Die Säuberung in den parlamentarischen Körperschaften und im Gewerkschaftspräsidium erfassen tatsächlich sichtbare Zentren des Widerstandes gegen das jetzige Regime des KP-Sekretärs, wobei der geschickte Schachzug Husaks, Gewerkschaftspräsident Poläcek ins Parteipräsidium, also die höchste KP-Spitze, zu holen, nur beschränkte Auswirkungen hatte.
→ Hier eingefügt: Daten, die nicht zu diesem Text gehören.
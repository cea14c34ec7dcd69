//! Depth analysis over the linear representation.
//!
//! The tree form answers depth questions directly
//! ([`OrgTree::depth`](crate::arena::OrgTree::depth) and
//! [`OrgTree::depth_below`](crate::arena::OrgTree::depth_below)); this
//! module answers the same question over a flat store without building the
//! tree first.

use std::collections::{HashMap, HashSet};

use tracing::instrument;

use crate::errors::{MalformedTreeError, TreeResult};
use crate::record::{LinearStore, NodeId};

/// Maximum edge-depth below the node(s) whose parent reference equals
/// `parent_id`, each matching node counting as depth 0.
///
/// `linear_depth(store, None)` therefore equals the built tree's
/// [`depth`](crate::arena::OrgTree::depth) for any valid store: a store holding only a root is
/// depth 0, a root with one child is depth 1. No matching node yields 0.
///
/// Runs a single memoized post-order pass over a children-by-parent index,
/// so chains stay linear instead of re-walking every subtree per node. A
/// parent-link cycle reachable from `parent_id` fails with
/// [`MalformedTreeError::CycleDetected`] instead of recursing forever.
#[instrument(level = "debug", skip(store))]
pub fn linear_depth(store: &LinearStore, parent_id: Option<NodeId>) -> TreeResult<usize> {
    let children = store.children_index();
    let Some(roots) = children.get(&parent_id) else {
        return Ok(0);
    };

    let records = store.records();
    let mut depth_below: HashMap<NodeId, usize> = HashMap::new();
    let mut on_path: HashSet<NodeId> = HashSet::new();
    let mut stack: Vec<(usize, bool)> =
        roots.iter().rev().map(|&idx| (idx, false)).collect();

    while let Some((record_idx, expanded)) = stack.pop() {
        let id = records[record_idx].id;

        if expanded {
            on_path.remove(&id);
            let depth = children
                .get(&Some(id))
                .map(|kids| {
                    1 + kids
                        .iter()
                        .map(|&k| depth_below.get(&records[k].id).copied().unwrap_or(0))
                        .max()
                        .unwrap_or(0)
                })
                .unwrap_or(0);
            depth_below.insert(id, depth);
            continue;
        }

        if depth_below.contains_key(&id) {
            continue;
        }
        if !on_path.insert(id) {
            return Err(MalformedTreeError::CycleDetected(id).into());
        }

        stack.push((record_idx, true));
        if let Some(kids) = children.get(&Some(id)) {
            for &k in kids.iter().rev() {
                stack.push((k, false));
            }
        }
    }

    Ok(roots
        .iter()
        .map(|&idx| depth_below.get(&records[idx].id).copied().unwrap_or(0))
        .max()
        .unwrap_or(0))
}
//! Tree builder: materializes a rooted tree from a linear node store.

use std::collections::{HashMap, HashSet};

use itertools::Itertools;
use tracing::{debug, instrument};

use crate::arena::OrgTree;
use crate::errors::{InvalidArgumentError, MalformedTreeError, TreeResult};
use crate::record::{LinearStore, NodeId};

/// Constructs an [`OrgTree`] from flat parent-linked records.
///
/// The builder owns the validation of the store invariants: a non-empty
/// store, unique ids, resolvable parent references, exactly one root, and
/// no parent-link cycles. Children are attached in the order their records
/// appear in the store.
pub struct TreeBuilder {
    children_index: HashMap<Option<NodeId>, Vec<usize>>,
    visited: HashSet<NodeId>,
}

impl Default for TreeBuilder {
    fn default() -> Self {
        Self::new()
    }
}

impl TreeBuilder {
    pub fn new() -> Self {
        Self {
            children_index: HashMap::new(),
            visited: HashSet::new(),
        }
    }

    /// Build the tree for `store`.
    ///
    /// The store is not consumed; records are deep-copied into the tree so
    /// both representations stay usable afterward.
    #[instrument(level = "debug", skip(self, store))]
    pub fn build(&mut self, store: &LinearStore) -> TreeResult<OrgTree> {
        if store.is_empty() {
            return Err(InvalidArgumentError::EmptyStore.into());
        }

        if let Some(dup) = store.iter().map(|r| r.id).duplicates().next() {
            return Err(MalformedTreeError::DuplicateId(dup).into());
        }

        let ids: HashSet<NodeId> = store.iter().map(|r| r.id).collect();
        for record in store {
            if let Some(parent) = record.parent_id {
                if !ids.contains(&parent) {
                    return Err(MalformedTreeError::DanglingParent {
                        child: record.id,
                        parent,
                    }
                    .into());
                }
            }
        }

        // Reset state for a fresh build
        self.children_index = store.children_index();
        self.visited.clear();

        let root_idx = self.find_root(store)?;
        let tree = self.materialize(store, root_idx)?;

        // Every record resolves to a parent and exactly one root exists, so
        // any record not reached from the root sits on a parent-link cycle.
        if tree.node_count() != store.len() {
            let stranded = store
                .iter()
                .find(|r| !self.visited.contains(&r.id))
                .map(|r| r.id)
                .unwrap_or(store.records()[root_idx].id);
            return Err(MalformedTreeError::CycleDetected(stranded).into());
        }

        debug!(nodes = tree.node_count(), depth = tree.depth(), "tree built");
        Ok(tree)
    }

    fn find_root(&self, store: &LinearStore) -> Result<usize, MalformedTreeError> {
        match self.children_index.get(&None).map(Vec::as_slice) {
            None | Some([]) => Err(MalformedTreeError::MissingRoot),
            Some(&[root_idx]) => Ok(root_idx),
            Some(roots) => Err(MalformedTreeError::MultipleRoots(roots.len())),
        }
    }

    fn materialize(&mut self, store: &LinearStore, root_idx: usize) -> TreeResult<OrgTree> {
        let mut tree = OrgTree::new();
        let mut stack = vec![(root_idx, None)];

        while let Some((record_idx, parent_idx)) = stack.pop() {
            let record = &store.records()[record_idx];
            if !self.visited.insert(record.id) {
                return Err(MalformedTreeError::CycleDetected(record.id).into());
            }

            let node_idx = tree.insert_node(record.clone(), parent_idx);

            if let Some(children) = self.children_index.get(&Some(record.id)) {
                // Reverse push keeps each node's children in store order:
                // siblings attach to the same parent in pop order.
                for &child_idx in children.iter().rev() {
                    stack.push((child_idx, Some(node_idx)));
                }
            }
        }

        Ok(tree)
    }
}

/// Convenience wrapper around [`TreeBuilder::build`].
pub fn build_tree(store: &LinearStore) -> TreeResult<OrgTree> {
    TreeBuilder::new().build(store)
}
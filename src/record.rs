//! Flat node records and the linear store.
//!
//! The linear store is the wire-side representation: an ordered sequence of
//! records, each carrying its own id, an optional parent id, and arbitrary
//! payload fields that pass through the crate untouched.

use std::collections::HashMap;
use std::fmt;

use itertools::Itertools;
use serde::{Deserialize, Serialize};
use serde_json::{Map, Value};
use tracing::instrument;

use crate::errors::{MalformedTreeError, TreeResult};

/// Unique node identifier within a store.
#[derive(
    Debug, Clone, Copy, PartialEq, Eq, Hash, PartialOrd, Ord, Serialize, Deserialize,
)]
#[serde(transparent)]
pub struct NodeId(pub u64);

impl fmt::Display for NodeId {
    fn fmt(&self, f: &mut fmt::Formatter<'_>) -> fmt::Result {
        write!(f, "{}", self.0)
    }
}

impl From<u64> for NodeId {
    fn from(id: u64) -> Self {
        Self(id)
    }
}

/// One flat node record.
///
/// `parent_id` is serialized as `parentId`; `pid` is accepted as an input
/// alias since both spellings occur in the wild. Every other field of the
/// incoming object lands in `payload` and is emitted back unchanged.
#[derive(Debug, Clone, PartialEq, Serialize, Deserialize)]
pub struct NodeRecord {
    pub id: NodeId,
    #[serde(
        rename = "parentId",
        alias = "pid",
        default,
        skip_serializing_if = "Option::is_none"
    )]
    pub parent_id: Option<NodeId>,
    #[serde(flatten)]
    pub payload: Map<String, Value>,
}

impl NodeRecord {
    /// A record with no parent reference.
    pub fn root(id: impl Into<NodeId>) -> Self {
        Self {
            id: id.into(),
            parent_id: None,
            payload: Map::new(),
        }
    }

    /// A record referencing `parent`.
    pub fn child(id: impl Into<NodeId>, parent: impl Into<NodeId>) -> Self {
        Self {
            id: id.into(),
            parent_id: Some(parent.into()),
            payload: Map::new(),
        }
    }

    /// Attach a payload field, builder-style.
    pub fn with_field(mut self, key: &str, value: Value) -> Self {
        self.payload.insert(key.to_string(), value);
        self
    }

    /// Display label from the payload: `name`, then `title`.
    pub fn label(&self) -> Option<&str> {
        self.payload
            .get("name")
            .and_then(Value::as_str)
            .or_else(|| self.payload.get("title").and_then(Value::as_str))
    }
}

/// Ordered collection of flat node records.
///
/// Produced once by an external source (API fetch, file, generator) and
/// treated as immutable input by everything downstream.
#[derive(Debug, Clone, Default, PartialEq, Serialize, Deserialize)]
#[serde(transparent)]
pub struct LinearStore {
    records: Vec<NodeRecord>,
}

impl LinearStore {
    pub fn new(records: Vec<NodeRecord>) -> Self {
        Self { records }
    }

    /// Parse a JSON array of flat records with `parentId`/`pid` parent keys.
    #[instrument(level = "debug", skip(json))]
    pub fn from_json_str(json: &str) -> TreeResult<Self> {
        Ok(Self {
            records: serde_json::from_str(json)?,
        })
    }

    /// Parse a JSON array whose parent reference lives under `parent_field`.
    ///
    /// The custom key is normalized before deserialization; all remaining
    /// fields become payload.
    #[instrument(level = "debug", skip(value))]
    pub fn from_json_value(value: Value, parent_field: &str) -> TreeResult<Self> {
        let items: Vec<Map<String, Value>> = serde_json::from_value(value)?;
        let mut records = Vec::with_capacity(items.len());
        for mut obj in items {
            if parent_field != "parentId" {
                if let Some(parent) = obj.remove(parent_field) {
                    obj.insert("parentId".to_string(), parent);
                }
            }
            records.push(serde_json::from_value(Value::Object(obj))?);
        }
        Ok(Self { records })
    }

    pub fn records(&self) -> &[NodeRecord] {
        &self.records
    }

    pub fn iter(&self) -> std::slice::Iter<'_, NodeRecord> {
        self.records.iter()
    }

    pub fn len(&self) -> usize {
        self.records.len()
    }

    pub fn is_empty(&self) -> bool {
        self.records.is_empty()
    }

    /// The single record with no parent reference.
    ///
    /// Fails when the store has zero or more than one root candidate; the
    /// first parentless record is never silently promoted.
    pub fn root(&self) -> Result<&NodeRecord, MalformedTreeError> {
        let mut roots = self.records.iter().filter(|r| r.parent_id.is_none());
        match (roots.next(), roots.next()) {
            (Some(root), None) => Ok(root),
            (None, _) => Err(MalformedTreeError::MissingRoot),
            (Some(_), Some(_)) => Err(MalformedTreeError::MultipleRoots(
                self.records
                    .iter()
                    .filter(|r| r.parent_id.is_none())
                    .count(),
            )),
        }
    }

    /// Records whose parent reference equals `parent`, in store order.
    pub fn children_of(
        &self,
        parent: Option<NodeId>,
    ) -> impl Iterator<Item = &NodeRecord> + '_ {
        self.records.iter().filter(move |r| r.parent_id == parent)
    }

    /// Record indices grouped by parent id, preserving store order within
    /// each group. Shared by the builder, the depth analyzer, and the
    /// linear extractor.
    pub(crate) fn children_index(&self) -> HashMap<Option<NodeId>, Vec<usize>> {
        self.records
            .iter()
            .enumerate()
            .map(|(i, r)| (r.parent_id, i))
            .into_group_map()
    }
}

impl From<Vec<NodeRecord>> for LinearStore {
    fn from(records: Vec<NodeRecord>) -> Self {
        Self { records }
    }
}

impl<'a> IntoIterator for &'a LinearStore {
    type Item = &'a NodeRecord;
    type IntoIter = std::slice::Iter<'a, NodeRecord>;

    fn into_iter(self) -> Self::IntoIter {
        self.records.iter()
    }
}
Neuerdings bemühte man sich, den Minimantel der Legalität nicht ganz abzustreifen, doch das erst kürzlich beschlossene Gesetz, wonach Abgeordnetenmandate aberkannt Werden können, verdeckt kaum die Tatsache, daß von einer Legitimation der Vertreter des Bundesparlaments und der beiden Landesparlamente längst keine Rede mehr ist — soweit eine solche je durch sogenannte „Wahlen“ vorhanden war.

An der Spitze der Gestürzten stand General Prchlik, der als Abteilungsleiter für Sicherheitsfragen im ZK-Sekretariat noch vor dem sowjetischen Einmarsch entfernt wurde, Er gehört auch zu den ersten, die schon am 16. Oktober 1969 durch den Verlust ihres Abgeordnetenmandates ihre Immunität verloren.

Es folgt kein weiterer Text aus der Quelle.